Remaniement ministériel : des choix politiciens qui sèment la « zizanie » en Macronie
Rachida Dati, transfuge du parti LR, et maire du 7e arrondissement de Paris qui qualifiait de traîtres les personnalités PS et LR ayant rejoint Emmanuel Macron au début de son premier quinquennat, vient à son tour de les imiter avec le récent remaniement ministériel. Si on y ajoute la bien curieuse maladresse de la ministre Amélie Oudéa-Castéra, on peut comprendre que cela ait semé la "zizanie" en Macronie.

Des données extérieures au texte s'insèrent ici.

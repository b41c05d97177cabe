//! In-memory session store.

use std::collections::HashMap;
use std::sync::{Arc, Mutex, PoisonError};

use async_trait::async_trait;
use tokio::sync::{Mutex as AsyncMutex, RwLock};
use tracing::debug;

use super::traits::{SessionGuard, SessionStore};
use crate::error::StoreError;
use crate::onboarding::Session;

/// Idle lock entries are pruned once the table grows past this size.
const LOCK_TABLE_PRUNE_THRESHOLD: usize = 1024;

/// Sessions held in process memory. Lost on restart.
#[derive(Default)]
pub struct InMemorySessionStore {
    sessions: RwLock<HashMap<String, Session>>,
    locks: Mutex<HashMap<String, Arc<AsyncMutex<()>>>>,
}

impl InMemorySessionStore {
    pub fn new() -> Arc<Self> {
        Arc::new(Self::default())
    }

    fn key_lock(&self, session_id: &str) -> Arc<AsyncMutex<()>> {
        // A poisoned table only means another thread panicked mid-update;
        // the map itself is still consistent.
        let mut locks = self.locks.lock().unwrap_or_else(PoisonError::into_inner);

        let lock = Arc::clone(locks.entry(session_id.to_string()).or_default());

        if locks.len() > LOCK_TABLE_PRUNE_THRESHOLD {
            // An entry only the table references has no holder and no waiter.
            let before = locks.len();
            locks.retain(|_, m| Arc::strong_count(m) > 1);
            debug!(pruned = before - locks.len(), "Pruned idle session locks");
        }

        lock
    }
}

#[async_trait]
impl SessionStore for InMemorySessionStore {
    async fn lock(&self, session_id: &str) -> SessionGuard {
        self.key_lock(session_id).lock_owned().await
    }

    async fn get(&self, session_id: &str) -> Result<Session, StoreError> {
        let sessions = self.sessions.read().await;
        Ok(sessions
            .get(session_id)
            .cloned()
            .unwrap_or_else(|| Session::new(session_id)))
    }

    async fn save(&self, session: &Session) -> Result<(), StoreError> {
        let mut sessions = self.sessions.write().await;
        sessions.insert(session.session_id.clone(), session.clone());
        Ok(())
    }

    async fn clear(&self, session_id: &str) -> Result<(), StoreError> {
        let mut sessions = self.sessions.write().await;
        sessions.remove(session_id);
        Ok(())
    }

    async fn len(&self) -> Result<usize, StoreError> {
        Ok(self.sessions.read().await.len())
    }

    async fn snapshot(&self) -> Result<Vec<Session>, StoreError> {
        Ok(self.sessions.read().await.values().cloned().collect())
    }
}
impl TelegramChannel {
    pub fn new(bot_token: SecretString, allowed_users: Vec<String>, mode: TelegramMode) -> Self {
        let (incoming_tx, incoming_rx) = mpsc::unbounded_channel();
        Self {
            inner: Arc::new(TelegramInner {
                bot_token,
                webhook_secret: SecretString::from(Uuid::new_v4().simple().to_string()),
                allowed_users,
                incoming_tx,
            }),
            mode,
            client: reqwest::Client::new(),
            incoming_rx: Mutex::new(Some(incoming_rx)),
        }
    }

    fn api_url(&self, method: &str) -> String {
        api_url(&self.inner.bot_token, method)
    }

    /// Full URL Telegram should deliver updates to in webhook mode.
    pub fn webhook_url(&self) -> Option<String> {
        match &self.mode {
            TelegramMode::Webhook { base_url } => Some(format!(
                "{base_url}/{}",
                self.inner.bot_token.expose_secret()
            )),
            TelegramMode::Polling => None,
        }
    }

    /// Build an Axum router with the webhook endpoint.
    ///
    /// The path segment must equal the bot token and the request must carry
    /// the webhook secret header; anything else is rejected.
    pub fn router(&self) -> Router {
        Router::new()
            .route("/{token}", post(webhook_handler))
            .with_state(Arc::clone(&self.inner))
    }

    /// Send a text message, splitting at Telegram's 4096 char limit.
    /// The keyboard is attached to the last chunk.
    async fn send_message(
        &self,
        chat_id: &str,
        text: &str,
        keyboard: Option<&Keyboard>,
    ) -> Result<(), ChannelError> {
        let chunks = split_message(text, TELEGRAM_MAX_MESSAGE_LENGTH);
        let last = chunks.len().saturating_sub(1);

        for (i, chunk) in chunks.iter().enumerate() {
            let markup = if i == last { keyboard } else { None };
            self.send_message_chunk(chat_id, chunk, markup).await?;
        }
        Ok(())
    }

    async fn send_message_chunk(
        &self,
        chat_id: &str,
        text: &str,
        keyboard: Option<&Keyboard>,
    ) -> Result<(), ChannelError> {
        let mut body = serde_json::json!({
            "chat_id": chat_id,
            "text": text,
        });
        if let Some(keyboard) = keyboard {
            body["reply_markup"] = reply_markup(keyboard);
        }

        let resp = self
            .client
            .post(self.api_url("sendMessage"))
            .json(&body)
            .send()
            .await
            .map_err(|e| ChannelError::SendFailed {
                name: "telegram".into(),
                reason: e.to_string(),
            })?;

        if !resp.status().is_success() {
            let status = resp.status();
            let err = resp.text().await.unwrap_or_default();
            return Err(ChannelError::SendFailed {
                name: "telegram".into(),
                reason: format!("sendMessage returned {status}: {err}"),
            });
        }

        Ok(())
    }

    /// Register the webhook URL with Telegram.
    async fn set_webhook(&self, url: &str) -> Result<(), ChannelError> {
        let body = serde_json::json!({
            "url": url,
            "secret_token": self.inner.webhook_secret.expose_secret(),
            "allowed_updates": ["message"],
        });
        self.call("setWebhook", body).await
    }

    /// Remove any registered webhook; `getUpdates` refuses to work while one is set.
    async fn delete_webhook(&self) -> Result<(), ChannelError> {
        self.call("deleteWebhook", serde_json::json!({})).await
    }

    async fn call(&self, method: &str, body: serde_json::Value) -> Result<(), ChannelError> {
        let resp = self
            .client
            .post(self.api_url(method))
            .json(&body)
            .send()
            .await
            .map_err(|e| ChannelError::StartupFailed {
                name: "telegram".into(),
                reason: format!("{method}: {e}"),
            })?;

        if resp.status().is_success() {
            Ok(())
        } else {
            Err(ChannelError::StartupFailed {
                name: "telegram".into(),
                reason: format!("{method} returned {}", resp.status()),
            })
        }
    }

    fn spawn_poller(&self) {
        let inner = Arc::clone(&self.inner);
        let client = self.client.clone();

        tokio::spawn(async move {
            let mut offset: i64 = 0;
            let url = api_url(&inner.bot_token, "getUpdates");

            tracing::info!("Telegram channel polling for messages...");

            loop {
                let body = serde_json::json!({
                    "offset": offset,
                    "timeout": POLL_TIMEOUT_SECS,
                    "allowed_updates": ["message"]
                });

                let resp = match client.post(&url).json(&body).send().await {
                    Ok(r) => r,
                    Err(e) => {
                        tracing::warn!("Telegram poll error: {e}");
                        tokio::time::sleep(POLL_RETRY_DELAY).await;
                        continue;
                    }
                };

                let data: serde_json::Value = match resp.json().await {
                    Ok(d) => d,
                    Err(e) => {
                        tracing::warn!("Telegram parse error: {e}");
                        tokio::time::sleep(POLL_RETRY_DELAY).await;
                        continue;
                    }
                };

                let Some(results) = data.get("result").and_then(serde_json::Value::as_array)
                else {
                    tracing::warn!(response = %data, "Telegram getUpdates returned no result");
                    tokio::time::sleep(POLL_RETRY_DELAY).await;
                    continue;
                };

                for update in results {
                    // Advance offset past this update
                    if let Some(uid) = update.get("update_id").and_then(serde_json::Value::as_i64)
                    {
                        offset = uid + 1;
                    }
                    if !inner.dispatch(update) {
                        tracing::info!("Telegram listener channel closed");
                        return;
                    }
                }
            }
        });
    }
}

// ── Webhook ─────────────────────────────────────────────────────────

async fn webhook_handler(
    State(inner): State<Arc<TelegramInner>>,
    Path(path_token): Path<String>,
    headers: HeaderMap,
    Json(update): Json<serde_json::Value>,
) -> StatusCode {
    if !secrets_match(&path_token, inner.bot_token.expose_secret()) {
        return StatusCode::NOT_FOUND;
    }
    let header = headers
        .get(SECRET_TOKEN_HEADER)
        .and_then(|v| v.to_str().ok())
        .unwrap_or_default();
    if !secrets_match(header, inner.webhook_secret.expose_secret()) {
        tracing::warn!("Telegram webhook request with missing or wrong secret token");
        return StatusCode::UNAUTHORIZED;
    }
    if !inner.dispatch(&update) {
        tracing::warn!("Telegram webhook update received after shutdown");
    }
    // Always acknowledge so Telegram does not redeliver.
    StatusCode::OK
}

// ── Channel trait implementation ────────────────────────────────────

#[async_trait]
impl Channel for TelegramChannel {
    fn name(&self) -> &str {
        "telegram"
    }

    async fn start(&self) -> Result<MessageStream, ChannelError> {
        let rx = self
            .incoming_rx
            .lock()
            .await
            .take()
            .ok_or_else(|| ChannelError::StartupFailed {
                name: "telegram".into(),
                reason: "channel already started".into(),
            })?;

        match self.webhook_url() {
            Some(url) => {
                self.set_webhook(&url).await?;
                tracing::info!("Telegram webhook registered");
            }
            None => {
                if let Err(e) = self.delete_webhook().await {
                    tracing::warn!("Telegram deleteWebhook failed: {e}");
                }
                self.spawn_poller();
            }
        }

        let stream = futures::stream::unfold(rx, |mut rx| async move {
            rx.recv().await.map(|msg| (msg, rx))
        });

        Ok(Box::pin(stream))
    }

    async fn respond(
        &self,
        msg: &IncomingMessage,
        response: OutgoingResponse,
    ) -> Result<(), ChannelError> {
        let chat_id = msg
            .metadata
            .get("chat_id")
            .and_then(|v| v.as_str())
            .ok_or_else(|| ChannelError::SendFailed {
                name: "telegram".into(),
                reason: "No chat_id in message metadata".into(),
            })?;

        self.send_message(chat_id, &response.content, response.keyboard.as_ref())
            .await
    }

    async fn send_status(
        &self,
        status: StatusUpdate,
        metadata: &serde_json::Value,
    ) -> Result<(), ChannelError> {
        if let Some(chat_id) = metadata.get("chat_id").and_then(|v| v.as_str()) {
            match status {
                StatusUpdate::Typing => {
                    let _ = self
                        .client
                        .post(self.api_url("sendChatAction"))
                        .json(&serde_json::json!({
                            "chat_id": chat_id,
                            "action": "typing"
                        }))
                        .send()
                        .await;
                }
            }
        }
        Ok(())
    }

    async fn health_check(&self) -> Result<(), ChannelError> {
        let resp = self
            .client
            .get(self.api_url("getMe"))
            .send()
            .await
            .map_err(|e| ChannelError::StartupFailed {
                name: "telegram".into(),
                reason: e.to_string(),
            })?;

        if resp.status().is_success() {
            Ok(())
        } else {
            Err(ChannelError::StartupFailed {
                name: "telegram".into(),
                reason: format!("getMe returned {}", resp.status()),
            })
        }
    }

    async fn shutdown(&self) -> Result<(), ChannelError> {
        tracing::info!("Telegram channel shutting down");
        Ok(())
    }
}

La personnalité politique pour l’une ou justification maladroite donnée lors de sa première rencontre avec des enseignants pour l’autre ont masqué la réalité de ce nouveau gouvernement
La nomination du jeune et brillant Gabriel Attal récent ministre de l’éducation nationale au poste de premier ministre, en remplacement d’Elisabeth Borne qui va redevenir simple députée et pour le ministère de la culture, qui est essentiel pour la connaissance, le savoir, la création et la sauvegarde du patrimoine, au premier rang duquel le rôle des architectes, le débauchage de la très « politicienne » Rachida Dati et ex-éminente personnalité de LR qui va occupé cette fonction où elle est particulièrement controversée, furent à l’avant scène publique de la constitution de ce nouveau gouvernement. Mais, la réalité de ce Gouvernement, malgré la culture de gauche du premier ministre comme l’était sa prédécesseure, par les combinaison politiciennes du président de la république, il a nettement pris un virage à droite… Ce qui est loin d’en rassurer certain(e)s au sein des partis présidentiels, mais pas seulement, notamment les organisations syndicales et associatives de défense des citoyens...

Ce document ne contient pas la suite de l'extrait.